Câmara de Sumaré aprova PL que exige concerto de vias públicas em 48 horas

Os vereadores de Sumaré aprovaram o Projeto de Lei que altera a Lei Municipal nº 5.913, de 20 de janeiro de 2017, que dispõe sobre a obrigatoriedade de a concessionária dos serviços de Saneamento Básico (Água e Esgoto) providenciar a restauração de logradouros públicos danificados em até 48 horas. A aprovação unânime, com 20 votos favoráveis ao PL nº 75/2020, de autoria do presidente da Câmara, vereador Willian Souza (PT), ocorreu durante a sessão ordinária, na tarde da terça-feira (19/05).

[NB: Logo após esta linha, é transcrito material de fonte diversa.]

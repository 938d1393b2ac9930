//! Scene tunables. `Default` carries the shipped values; with the
//! `serde_json` feature a JSON document can override any subset of them.

use crate::error::GameError;
use crate::world::walkability::CellRect;

#[derive(Clone, Debug, Default, PartialEq)]
#[cfg_attr(feature = "serde", derive(serde::Serialize, serde::Deserialize))]
#[cfg_attr(feature = "serde", serde(default))]
pub struct SceneConfig {
    pub world: WorldConfig,
    pub player: PlayerConfig,
    pub encounter: EncounterConfig,
    pub dialog: DialogConfig,
    pub fade: FadeConfig,
    pub battle: BattleConfig,
    pub menu: MenuConfig,
    pub audio: AudioConfig,
}

#[derive(Clone, Debug, PartialEq)]
#[cfg_attr(feature = "serde", derive(serde::Serialize, serde::Deserialize))]
#[cfg_attr(feature = "serde", serde(default))]
pub struct WorldConfig {
    pub viewport_w: f64,
    pub viewport_h: f64,
    pub cell_size: f64,
    pub map_w: f64,
    pub map_h: f64,
    pub walkable_rects: Vec<CellRect>,
    pub walkable_cells: Vec<(i32, i32)>,
}

#[derive(Clone, Debug, PartialEq)]
#[cfg_attr(feature = "serde", derive(serde::Serialize, serde::Deserialize))]
#[cfg_attr(feature = "serde", serde(default))]
pub struct PlayerConfig {
    pub width: f64,
    pub height: f64,
    pub frames: u32,       // walk frames per direction row
    pub anim_speed: f64,   // progress per tick
    pub speed: f64,        // px per tick, per axis
    pub margin: f64,       // distance kept from the map edge
    pub spawn_x: f64,
    pub spawn_y: f64,
}

#[derive(Clone, Debug, PartialEq)]
#[cfg_attr(feature = "serde", derive(serde::Serialize, serde::Deserialize))]
#[cfg_attr(feature = "serde", serde(default))]
pub struct EncounterConfig {
    pub frame_w: f64,
    pub frame_h: f64,
    pub frames: u32,
    pub target_x: f64,
    pub target_y: f64,
    pub start_y: f64,
    pub fly_speed: f64,
    pub anim_speed: f64,
    /// Progress multiplier while the second-to-last frame is showing.
    pub hold_factor: f64,
    pub alert_ms: f64,
    pub alert_bounce: f64,
    pub cry_fallback_ms: f64,
}

#[derive(Clone, Debug, PartialEq)]
#[cfg_attr(feature = "serde", derive(serde::Serialize, serde::Deserialize))]
#[cfg_attr(feature = "serde", serde(default))]
pub struct DialogConfig {
    pub height: f64,
    pub slide_speed: f64,
    pub pause_ms: f64,
    pub text: String,
}

#[derive(Clone, Debug, PartialEq)]
#[cfg_attr(feature = "serde", derive(serde::Serialize, serde::Deserialize))]
#[cfg_attr(feature = "serde", serde(default))]
pub struct FadeConfig {
    pub speed: f64, // alpha per tick
}

#[derive(Clone, Debug, PartialEq)]
#[cfg_attr(feature = "serde", derive(serde::Serialize, serde::Deserialize))]
#[cfg_attr(feature = "serde", serde(default))]
pub struct BattleConfig {
    pub slide_speed: f64,
    pub trainer_w: f64,
    pub trainer_h: f64,
    pub trainer_frames: u32,
    pub trainer_anim_speed: f64,
    pub caption_fade_speed: f64,
    pub first_caption: String,
    pub second_caption: String,
    pub attack_caption: String,
    pub idle_anim_speed: f64,
    pub wild_frames: u32,
    pub partner_frames: u32,
    pub dialog_height: f64,
    pub hp_bar_w: f64,
    pub hp_drain_ms: f64,
    pub faint_pause_ms: f64,
    pub faint_fall_ms: f64,
    pub faint_fall_distance: f64,
    pub fainted_caption: String,
    pub fainted_caption_ms: f64,
}

#[derive(Clone, Debug, PartialEq)]
#[cfg_attr(feature = "serde", derive(serde::Serialize, serde::Deserialize))]
#[cfg_attr(feature = "serde", serde(default))]
pub struct MenuConfig {
    pub fight_x: f64,
    pub fight_y: f64,
    pub fight_w: f64,
    pub fight_h: f64,
    pub padding: f64,
    pub moves_x: f64,
    pub moves_y: f64,
    pub moves_w: f64,
    pub moves_h: f64,
    pub moves_grid_w: f64,
    pub use_w: f64,
    pub use_h: f64,
    pub use_right: f64,
    pub use_bottom: f64,
    pub charge_ms: f64,
    pub impact_ms: f64,
    pub run_caption: String,
    pub full_hp_caption: String,
}

#[derive(Clone, Debug, PartialEq)]
#[cfg_attr(feature = "serde", derive(serde::Serialize, serde::Deserialize))]
#[cfg_attr(feature = "serde", serde(default))]
pub struct AudioConfig {
    pub music_volume: f64,
    pub sfx_volume: f64,
}

impl Default for WorldConfig {
    fn default() -> Self {
        Self {
            viewport_w: 480.0,
            viewport_h: 320.0,
            cell_size: 32.0,
            map_w: 1024.0,
            map_h: 640.0,
            walkable_rects: vec![CellRect::new(15, 4, 16, 7), CellRect::new(14, 8, 16, 12)],
            walkable_cells: vec![(17, 8), (17, 9)],
        }
    }
}

impl Default for PlayerConfig {
    fn default() -> Self {
        Self {
            width: 32.0,
            height: 42.0,
            frames: 4,
            anim_speed: 0.15,
            speed: 3.0,
            margin: 10.0,
            spawn_x: 480.0,
            spawn_y: 192.0,
        }
    }
}

impl Default for EncounterConfig {
    fn default() -> Self {
        Self {
            frame_w: 132.0,
            frame_h: 132.0,
            frames: 6,
            target_x: 448.0,
            target_y: 0.0,
            start_y: -200.0,
            fly_speed: 2.5,
            anim_speed: 0.1,
            hold_factor: 0.3,
            alert_ms: 600.0,
            alert_bounce: 16.0,
            cry_fallback_ms: 1500.0,
        }
    }
}

impl Default for DialogConfig {
    fn default() -> Self {
        Self {
            height: 56.0,
            slide_speed: 5.0,
            pause_ms: 2000.0,
            text: "Bugia wants to battle!".to_string(),
        }
    }
}

impl Default for FadeConfig {
    fn default() -> Self {
        Self { speed: 10.0 }
    }
}

impl Default for BattleConfig {
    fn default() -> Self {
        Self {
            slide_speed: 8.0,
            trainer_w: 180.0,
            trainer_h: 128.0,
            trainer_frames: 5,
            trainer_anim_speed: 0.15,
            caption_fade_speed: 5.0,
            first_caption: "Wild BUGIA appeared!".to_string(),
            second_caption: "What will CURSAUR do?".to_string(),
            attack_caption: "CURSAUR used PROMPT PULSE!".to_string(),
            idle_anim_speed: 0.4,
            wild_frames: 8,
            partner_frames: 8,
            dialog_height: 88.0,
            hp_bar_w: 96.0,
            hp_drain_ms: 2000.0,
            faint_pause_ms: 500.0,
            faint_fall_ms: 1000.0,
            faint_fall_distance: 40.0,
            fainted_caption: "Bugia fainted!".to_string(),
            fainted_caption_ms: 1000.0,
        }
    }
}

impl Default for MenuConfig {
    fn default() -> Self {
        Self {
            fight_x: 240.0,
            fight_y: 232.0,
            fight_w: 240.0,
            fight_h: 88.0,
            padding: 12.0,
            moves_x: 0.0,
            moves_y: 232.0,
            moves_w: 480.0,
            moves_h: 88.0,
            moves_grid_w: 320.0,
            use_w: 96.0,
            use_h: 21.0,
            use_right: 8.0,
            use_bottom: 22.0,
            charge_ms: 1000.0,
            impact_ms: 500.0,
            run_caption: "Can't escape!".to_string(),
            full_hp_caption: "CURSAUR already has full HP.".to_string(),
        }
    }
}

impl Default for AudioConfig {
    fn default() -> Self {
        Self { music_volume: 0.3, sfx_volume: 0.6 }
    }
}

impl SceneConfig {
    /// Parses a (possibly partial) JSON override; absent fields keep their defaults.
    #[cfg(feature = "serde_json")]
    pub fn from_json(text: &str) -> Result<Self, GameError> {
        let cfg: SceneConfig = serde_json::from_str(text)?;
        cfg.validate()?;
        Ok(cfg)
    }

    pub fn validate(&self) -> Result<(), GameError> {
        let positive = [
            ("world.viewport_w", self.world.viewport_w),
            ("world.viewport_h", self.world.viewport_h),
            ("world.cell_size", self.world.cell_size),
            ("world.map_w", self.world.map_w),
            ("world.map_h", self.world.map_h),
            ("player.width", self.player.width),
            ("player.height", self.player.height),
            ("player.speed", self.player.speed),
            ("encounter.frame_w", self.encounter.frame_w),
            ("encounter.frame_h", self.encounter.frame_h),
            ("encounter.fly_speed", self.encounter.fly_speed),
            ("encounter.anim_speed", self.encounter.anim_speed),
            ("encounter.hold_factor", self.encounter.hold_factor),
            ("encounter.alert_ms", self.encounter.alert_ms),
            ("encounter.cry_fallback_ms", self.encounter.cry_fallback_ms),
            ("dialog.height", self.dialog.height),
            ("dialog.slide_speed", self.dialog.slide_speed),
            ("dialog.pause_ms", self.dialog.pause_ms),
            ("fade.speed", self.fade.speed),
            ("battle.slide_speed", self.battle.slide_speed),
            ("battle.trainer_anim_speed", self.battle.trainer_anim_speed),
            ("battle.caption_fade_speed", self.battle.caption_fade_speed),
            ("battle.idle_anim_speed", self.battle.idle_anim_speed),
            ("battle.hp_bar_w", self.battle.hp_bar_w),
            ("battle.hp_drain_ms", self.battle.hp_drain_ms),
            ("battle.faint_pause_ms", self.battle.faint_pause_ms),
            ("battle.faint_fall_ms", self.battle.faint_fall_ms),
            ("battle.fainted_caption_ms", self.battle.fainted_caption_ms),
            ("menu.fight_w", self.menu.fight_w),
            ("menu.fight_h", self.menu.fight_h),
            ("menu.moves_grid_w", self.menu.moves_grid_w),
            ("menu.charge_ms", self.menu.charge_ms),
            ("menu.impact_ms", self.menu.impact_ms),
        ];
        for (name, value) in positive {
            if !(value.is_finite() && value > 0.0) {
                return Err(GameError::InvalidConfig(format!("{name} must be positive, got {value}")));
            }
        }
        let counts = [
            ("player.frames", self.player.frames),
            ("encounter.frames", self.encounter.frames),
            ("battle.trainer_frames", self.battle.trainer_frames),
            ("battle.wild_frames", self.battle.wild_frames),
            ("battle.partner_frames", self.battle.partner_frames),
        ];
        for (name, value) in counts {
            if value == 0 {
                return Err(GameError::InvalidConfig(format!("{name} must be at least 1")));
            }
        }
        if self.player.margin < 0.0 {
            return Err(GameError::InvalidConfig("player.margin must not be negative".into()));
        }
        let volumes = [("audio.music_volume", self.audio.music_volume), ("audio.sfx_volume", self.audio.sfx_volume)];
        for (name, value) in volumes {
            if !(0.0..=1.0).contains(&value) {
                return Err(GameError::InvalidConfig(format!("{name} must be within 0..=1, got {value}")));
            }
        }
        Ok(())
    }
}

Após ser apreciado em regime de urgência, o projeto agora segue para análise do prefeito Luiz Alfredo Dalben (PPS), que pode sancioná-lo, transformando-o em lei municipal.
“Nesta lei, ficou estabelecido o prazo de 48 horas para que seja realizada a reparação do dano, com as respectivas sinalizações, respeitando a legislação. Ocorre que, somente após este período de 48 horas, havendo impedimento ou motivo de força maior, ficam as responsáveis obrigadas à colocação de tapumes ou outros meios que os substituam no local até a reparação definitiva do dano”, explica Willian Souza.
O PL do presidente determina a obrigatoriedade imediata, logo após os danos causados, de as empresas responsáveis colocarem os tapumes ou outros meios. “Isso certamente vai evitar maiores transtornos à população de Sumaré, e tal medida não incorre nas 48 horas previstas na lei para reparação definitiva do dano”, reforça o parlamentar.

MULTA
A proposta de alteração aprovada pelos vereadores também prevê que, se a empresa não colocar o tapume, poderá receber multa diária de R$ 5 mil, limitada ao máximo de R$ 3.000 mil. Havendo impedimento, por motivo de força maior, da reparação do dano em 48 horas, as concessionárias, permissionárias, terceirizadas e autorizadas ou prestadoras de serviço de saneamento de água e esgoto deverão justificar o motivo ao órgão fiscalizador.

OUTRO LADO
Questionada sobre a aprovação do projeto e a perspectiva de ele virar lei municipal caso sancionado, a concessionária BRK Ambiental informou ontem em nota que “o projeto de lei aprovado muda cláusulas contratuais e, por este motivo, a BRK Ambiental está avaliando as medidas que serão adotadas”.